* Task to carry out:
Your answer must be the records, copied with no change.

* Data listing:

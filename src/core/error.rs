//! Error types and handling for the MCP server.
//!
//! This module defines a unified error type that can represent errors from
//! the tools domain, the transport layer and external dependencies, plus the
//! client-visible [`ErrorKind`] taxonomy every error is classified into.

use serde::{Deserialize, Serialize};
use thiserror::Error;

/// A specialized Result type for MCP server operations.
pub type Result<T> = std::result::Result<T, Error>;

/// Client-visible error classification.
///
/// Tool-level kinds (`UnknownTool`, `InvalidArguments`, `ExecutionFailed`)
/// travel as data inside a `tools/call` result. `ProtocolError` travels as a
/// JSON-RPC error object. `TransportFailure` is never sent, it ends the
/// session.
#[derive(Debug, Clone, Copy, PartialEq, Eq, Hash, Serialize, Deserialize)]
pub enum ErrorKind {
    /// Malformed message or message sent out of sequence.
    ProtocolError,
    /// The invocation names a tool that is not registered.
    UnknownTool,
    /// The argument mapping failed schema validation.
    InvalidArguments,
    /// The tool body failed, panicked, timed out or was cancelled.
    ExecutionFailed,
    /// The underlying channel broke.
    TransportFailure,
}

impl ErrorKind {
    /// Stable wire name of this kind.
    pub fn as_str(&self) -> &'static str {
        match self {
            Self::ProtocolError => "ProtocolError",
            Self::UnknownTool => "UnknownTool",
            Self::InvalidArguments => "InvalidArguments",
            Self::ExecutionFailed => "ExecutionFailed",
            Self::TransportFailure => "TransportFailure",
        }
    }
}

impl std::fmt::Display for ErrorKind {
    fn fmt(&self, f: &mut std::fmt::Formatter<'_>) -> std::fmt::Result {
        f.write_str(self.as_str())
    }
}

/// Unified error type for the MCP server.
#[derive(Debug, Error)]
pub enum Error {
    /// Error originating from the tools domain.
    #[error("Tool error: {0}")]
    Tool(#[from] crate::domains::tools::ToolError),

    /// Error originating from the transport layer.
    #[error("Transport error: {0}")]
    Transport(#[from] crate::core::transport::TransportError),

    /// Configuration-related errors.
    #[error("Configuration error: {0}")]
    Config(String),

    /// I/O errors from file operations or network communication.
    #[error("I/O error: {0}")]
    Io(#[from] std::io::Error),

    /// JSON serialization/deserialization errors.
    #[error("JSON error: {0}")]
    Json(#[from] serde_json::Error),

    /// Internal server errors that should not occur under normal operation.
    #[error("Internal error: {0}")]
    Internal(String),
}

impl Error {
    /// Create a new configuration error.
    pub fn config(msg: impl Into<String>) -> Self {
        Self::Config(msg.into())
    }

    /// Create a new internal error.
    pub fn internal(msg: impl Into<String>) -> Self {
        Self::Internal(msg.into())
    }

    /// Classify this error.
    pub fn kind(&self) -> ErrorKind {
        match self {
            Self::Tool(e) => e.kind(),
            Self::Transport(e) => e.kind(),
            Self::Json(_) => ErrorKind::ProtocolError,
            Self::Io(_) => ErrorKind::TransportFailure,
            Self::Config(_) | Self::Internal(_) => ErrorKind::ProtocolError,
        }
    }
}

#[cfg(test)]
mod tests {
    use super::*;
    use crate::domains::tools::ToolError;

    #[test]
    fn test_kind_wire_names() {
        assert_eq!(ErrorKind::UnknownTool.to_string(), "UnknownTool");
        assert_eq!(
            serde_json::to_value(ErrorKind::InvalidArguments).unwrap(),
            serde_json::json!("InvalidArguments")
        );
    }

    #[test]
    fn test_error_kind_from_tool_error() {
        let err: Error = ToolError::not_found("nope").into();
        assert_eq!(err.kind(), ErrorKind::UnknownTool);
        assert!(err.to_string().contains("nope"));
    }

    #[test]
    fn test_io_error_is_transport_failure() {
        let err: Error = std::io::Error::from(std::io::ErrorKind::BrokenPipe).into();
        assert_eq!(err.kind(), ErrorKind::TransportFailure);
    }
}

* Exercise response:
filename src/core/error.rs
//! Error types and handling for the MCP server.
//!
//! This module defines a unified error type that can represent errors from
//! the tools domain, the transport layer and external dependencies, plus the
//! client-visible [`ErrorKind`] taxonomy every error is classified into.

use serde::{Deserialize, Serialize};
use thiserror::Error;

/// A specialized Result type for MCP server operations.
pub type Result<T> = std::result::Result<T, Error>;

/// Client-visible error classification.
///
/// Tool-level kinds (`UnknownTool`, `InvalidArguments`, `ExecutionFailed`)
/// travel as data inside a `tools/call` result. `ProtocolError` travels as a
/// JSON-RPC error object. `TransportFailure` is never sent, it ends the
/// session.
#[derive(Debug, Clone, Copy, PartialEq, Eq, Hash, Serialize, Deserialize)]
pub enum ErrorKind {
    /// Malformed message or message sent out of sequence.
    ProtocolError,
    /// The invocation names a tool that is not registered.
    UnknownTool,
    /// The argument mapping failed schema validation.
    InvalidArguments,
    /// The tool body failed, panicked, timed out or was cancelled.
    ExecutionFailed,
    /// The underlying channel broke.
    TransportFailure,
}

impl ErrorKind {
    /// Stable wire name of this kind.
    pub fn as_str(&self) -> &'static str {
        match self {
            Self::ProtocolError => "ProtocolError",
            Self::UnknownTool => "UnknownTool",
            Self::InvalidArguments => "InvalidArguments",
            Self::ExecutionFailed => "ExecutionFailed",
            Self::TransportFailure => "TransportFailure",
        }
    }
}

impl std::fmt::Display for ErrorKind {
    fn fmt(&self, f: &mut std::fmt::Formatter<'_>) -> std::fmt::Result {
        f.write_str(self.as_str())
    }
}

/// Unified error type for the MCP server.
#[derive(Debug, Error)]
pub enum Error {
    /// Error originating from the tools domain.
    #[error("Tool error: {0}")]
    Tool(#[from] crate::domains::tools::ToolError),

    /// Error originating from the transport layer.
    #[error("Transport error: {0}")]
    Transport(#[from] crate::core::transport::TransportError),

    /// Configuration-related errors.
    #[error("Configuration error: {0}")]
    Config(String),

    /// I/O errors from file operations or network communication.
    #[error("I/O error: {0}")]
    Io(#[from] std::io::Error),

    /// JSON serialization/deserialization errors.
    #[error("JSON error: {0}")]
    Json(#[from] serde_json::Error),

    /// Internal server errors that should not occur under normal operation.
    #[error("Internal error: {0}")]
    Internal(String),
}

impl Error {
    /// Create a new configuration error.
    pub fn config(msg: impl Into<String>) -> Self {
        Self::Config(msg.into())
    }

    /// Create a new internal error.
    pub fn internal(msg: impl Into<String>) -> Self {
        Self::Internal(msg.into())
    }

    /// Classify this error.
    pub fn kind(&self) -> ErrorKind {
        match self {
            Self::Tool(e) => e.kind(),
            Self::Transport(e) => e.kind(),
            Self::Json(_) => ErrorKind::ProtocolError,
            Self::Io(_) => ErrorKind::TransportFailure,
            Self::Config(_) | Self::Internal(_) => ErrorKind::ProtocolError,
        }
    }
}

#[cfg(test)]
mod tests {
    use super::*;
    use crate::domains::tools::ToolError;

    #[test]
    fn test_kind_wire_names() {
        assert_eq!(ErrorKind::UnknownTool.to_string(), "UnknownTool");
        assert_eq!(
            serde_json::to_value(ErrorKind::InvalidArguments).unwrap(),
            serde_json::json!("InvalidArguments")
        );
    }

    #[test]
    fn test_error_kind_from_tool_error() {
        let err: Error = ToolError::not_found("nope").into();
        assert_eq!(err.kind(), ErrorKind::UnknownTool);
        assert!(err.to_string().contains("nope"));
    }

    #[test]
    fn test_io_error_is_transport_failure() {
        let err: Error = std::io::Error::from(std::io::ErrorKind::BrokenPipe).into();
        assert_eq!(err.kind(), ErrorKind::TransportFailure);
    }
}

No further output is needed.